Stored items
#####

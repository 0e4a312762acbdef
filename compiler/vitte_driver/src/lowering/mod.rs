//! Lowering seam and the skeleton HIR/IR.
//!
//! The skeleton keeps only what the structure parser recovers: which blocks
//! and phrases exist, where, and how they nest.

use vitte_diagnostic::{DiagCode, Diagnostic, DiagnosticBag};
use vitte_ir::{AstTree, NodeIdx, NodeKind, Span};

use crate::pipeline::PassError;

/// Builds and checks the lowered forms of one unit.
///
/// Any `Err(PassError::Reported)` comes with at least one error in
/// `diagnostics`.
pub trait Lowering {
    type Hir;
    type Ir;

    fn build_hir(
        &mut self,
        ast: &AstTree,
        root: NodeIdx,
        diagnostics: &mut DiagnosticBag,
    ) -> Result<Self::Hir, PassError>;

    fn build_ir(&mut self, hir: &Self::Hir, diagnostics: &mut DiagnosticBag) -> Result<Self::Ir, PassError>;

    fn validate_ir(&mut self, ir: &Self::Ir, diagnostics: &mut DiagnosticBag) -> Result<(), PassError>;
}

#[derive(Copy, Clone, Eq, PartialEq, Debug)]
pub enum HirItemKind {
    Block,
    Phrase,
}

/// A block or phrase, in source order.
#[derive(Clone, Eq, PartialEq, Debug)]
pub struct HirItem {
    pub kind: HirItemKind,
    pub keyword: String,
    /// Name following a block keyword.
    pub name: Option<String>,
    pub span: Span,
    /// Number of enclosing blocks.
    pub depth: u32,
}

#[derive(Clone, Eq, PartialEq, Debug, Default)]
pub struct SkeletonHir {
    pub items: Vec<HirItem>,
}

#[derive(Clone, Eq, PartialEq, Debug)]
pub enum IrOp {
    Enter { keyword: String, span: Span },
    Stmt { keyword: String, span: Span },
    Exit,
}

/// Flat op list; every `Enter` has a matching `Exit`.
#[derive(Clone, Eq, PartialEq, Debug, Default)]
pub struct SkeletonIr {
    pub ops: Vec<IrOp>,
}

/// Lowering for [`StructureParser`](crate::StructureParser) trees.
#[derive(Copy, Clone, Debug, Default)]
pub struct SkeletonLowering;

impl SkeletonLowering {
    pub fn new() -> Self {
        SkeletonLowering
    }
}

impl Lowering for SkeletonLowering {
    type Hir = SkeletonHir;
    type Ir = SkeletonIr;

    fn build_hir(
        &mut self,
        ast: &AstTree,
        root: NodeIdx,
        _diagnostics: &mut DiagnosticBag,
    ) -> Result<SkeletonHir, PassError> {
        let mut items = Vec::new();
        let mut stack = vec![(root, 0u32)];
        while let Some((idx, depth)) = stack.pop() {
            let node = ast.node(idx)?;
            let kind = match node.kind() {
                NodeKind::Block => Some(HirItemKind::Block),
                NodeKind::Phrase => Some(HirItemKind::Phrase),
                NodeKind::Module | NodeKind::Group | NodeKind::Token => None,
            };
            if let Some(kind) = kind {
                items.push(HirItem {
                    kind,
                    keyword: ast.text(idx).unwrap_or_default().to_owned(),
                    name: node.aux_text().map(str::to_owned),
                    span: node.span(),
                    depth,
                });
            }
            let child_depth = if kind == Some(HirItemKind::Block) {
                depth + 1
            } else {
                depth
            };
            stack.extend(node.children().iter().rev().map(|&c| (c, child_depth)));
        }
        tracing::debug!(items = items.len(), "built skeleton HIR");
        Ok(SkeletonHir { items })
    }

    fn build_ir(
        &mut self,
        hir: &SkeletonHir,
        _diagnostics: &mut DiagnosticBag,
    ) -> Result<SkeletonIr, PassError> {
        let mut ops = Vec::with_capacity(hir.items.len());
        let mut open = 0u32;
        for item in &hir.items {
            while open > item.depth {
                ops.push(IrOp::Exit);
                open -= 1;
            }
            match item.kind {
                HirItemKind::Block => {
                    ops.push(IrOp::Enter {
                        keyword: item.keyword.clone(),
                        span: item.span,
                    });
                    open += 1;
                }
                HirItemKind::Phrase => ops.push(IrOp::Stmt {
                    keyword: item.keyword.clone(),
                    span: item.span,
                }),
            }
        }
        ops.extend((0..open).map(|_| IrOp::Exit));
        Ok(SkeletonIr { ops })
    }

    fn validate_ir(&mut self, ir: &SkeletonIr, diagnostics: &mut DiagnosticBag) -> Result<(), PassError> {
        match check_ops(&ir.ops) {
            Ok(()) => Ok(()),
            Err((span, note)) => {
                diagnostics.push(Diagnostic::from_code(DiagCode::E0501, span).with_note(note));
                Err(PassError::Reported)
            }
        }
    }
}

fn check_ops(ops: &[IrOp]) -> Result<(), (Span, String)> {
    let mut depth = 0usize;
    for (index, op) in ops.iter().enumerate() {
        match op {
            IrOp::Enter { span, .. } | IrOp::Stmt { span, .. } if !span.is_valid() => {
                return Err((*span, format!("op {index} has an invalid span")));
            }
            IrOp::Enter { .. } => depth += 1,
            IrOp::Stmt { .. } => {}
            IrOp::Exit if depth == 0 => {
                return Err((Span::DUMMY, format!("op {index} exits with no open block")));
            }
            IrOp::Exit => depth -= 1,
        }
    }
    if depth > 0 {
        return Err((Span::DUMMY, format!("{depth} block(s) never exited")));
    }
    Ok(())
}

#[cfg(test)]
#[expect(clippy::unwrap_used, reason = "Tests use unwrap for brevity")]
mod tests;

#####

Task goal: Reproduce, character for character, only the lines of the preceding data that start at the line with "filename compiler/vitte_driver/src/lowering/mod.rs" and end at the line with "pub enum HirItemKind", both included.

Your solution:
filename compiler/vitte_driver/src/lowering/mod.rs
//! Lowering seam and the skeleton HIR/IR.
//!
//! The skeleton keeps only what the structure parser recovers: which blocks
//! and phrases exist, where, and how they nest.

use vitte_diagnostic::{DiagCode, Diagnostic, DiagnosticBag};
use vitte_ir::{AstTree, NodeIdx, NodeKind, Span};

use crate::pipeline::PassError;

/// Builds and checks the lowered forms of one unit.
///
/// Any `Err(PassError::Reported)` comes with at least one error in
/// `diagnostics`.
pub trait Lowering {
    type Hir;
    type Ir;

    fn build_hir(
        &mut self,
        ast: &AstTree,
        root: NodeIdx,
        diagnostics: &mut DiagnosticBag,
    ) -> Result<Self::Hir, PassError>;

    fn build_ir(&mut self, hir: &Self::Hir, diagnostics: &mut DiagnosticBag) -> Result<Self::Ir, PassError>;

    fn validate_ir(&mut self, ir: &Self::Ir, diagnostics: &mut DiagnosticBag) -> Result<(), PassError>;
}

#[derive(Copy, Clone, Eq, PartialEq, Debug)]
pub enum HirItemKind {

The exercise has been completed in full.